Pierre Troisgros : un pionnier au Japon

« Quand je me fais à manger aujourd’hui, une fois sur deux à peu près, ça japonise…. Le gingembre au vinaigre, je le fais moi-même. J’aurais du mal à me passer de sauce soja, sans parler du wasabi, un ingrédient dont Michel, mon fils, s’est beaucoup occupé, et que j’aime mélanger avec de la moutarde, du cerfeuil ou de l’ail. J’utilise également beaucoup la bonite séchée, les champignons shiitaké…  »

Avec 14 « 3 étoiles » Michelin (devant Paris qui en compte 10), Tokyo est devenu une des grandes capitales gastronomiques du monde.

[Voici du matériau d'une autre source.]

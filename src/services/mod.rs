//! Service layer for money-manager
//!
//! The service layer provides business logic on top of the storage layer,
//! handling validation, balance application and audit logging.

pub mod account;
pub mod balance;
pub mod category;
pub mod import;
pub mod transaction;

pub use account::AccountService;
pub use balance::ApplyOutcome;
pub use category::CategoryService;
pub use import::{ImportService, ImportSummary};
pub use transaction::{NewTransaction, Recorded, TransactionFilter, TransactionService};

Comment le Japon est-il devenu l’une des stars de la cuisine contemporaine et quel rôle a-t-il joué dans la gastronomie française ? A l’occasion d’une conférence tenue il y a une semaine à la Maison de la Culture du Japon à Paris, Pierre Troisgros, le père de Michel, 3 macarons Michelin à Roanne, revient sur ce long chemin qui a fait de l’amitié franco-japonaise une des clés de la réussite de la cuisine nippone.

La Maison « T »

Sans conteste, la maison Troisgros de Roanne fait figure d’ambassadeur du bon goût en France comme à l’étranger depuis trois générations. On note que parmi les plus anciens détenteurs sans discontinuité de ces fameux 3 macarons Michelin, la maison Troisgros est à ce jour presque ex-æquo avec les maisons Haeberlin à Illhaeusern et Paul Bocuse à Collonges-au-Mont-d’Or.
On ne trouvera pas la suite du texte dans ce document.